--- Data in this exercise Enclosed Below ---
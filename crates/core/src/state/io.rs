//! # IO Utilities
//!
//! Paths and file helpers for the `.conveyor` runtime directory, which holds
//! `config.json`, `.env` and the task history database.

use anyhow::{Context, Result};
use std::path::{Path, PathBuf};
use tokio::fs;

/// Get the runtime directory path (.conveyor)
///
/// `CONVEYOR_RUNTIME_PATH` overrides the default under the current directory.
pub fn get_runtime_path() -> PathBuf {
    if let Ok(path) = std::env::var("CONVEYOR_RUNTIME_PATH") {
        return PathBuf::from(path);
    }

    std::env::current_dir()
        .unwrap_or_else(|_| PathBuf::from("."))
        .join(".conveyor")
}

/// Path of a file inside the runtime directory
pub fn runtime_file(relative_path: impl AsRef<Path>) -> PathBuf {
    get_runtime_path().join(relative_path)
}

/// Read a file if it exists. A missing file is `Ok(None)`.
pub async fn read_optional(path: impl AsRef<Path>) -> Result<Option<String>> {
    let path = path.as_ref();
    match fs::read_to_string(path).await {
        Ok(content) => Ok(Some(content)),
        Err(e) if e.kind() == std::io::ErrorKind::NotFound => Ok(None),
        Err(e) => Err(e).with_context(|| format!("Failed to read file: {:?}", path)),
    }
}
--- End of Enclosed Data in this exercise ---
Scan the data above for the word "directory". Copy every line in which it is found.

//! Paths and file helpers for the `.conveyor` runtime directory, which holds
/// Get the runtime directory path (.conveyor)
/// `CONVEYOR_RUNTIME_PATH` overrides the default under the current directory.
/// Path of a file inside the runtime directory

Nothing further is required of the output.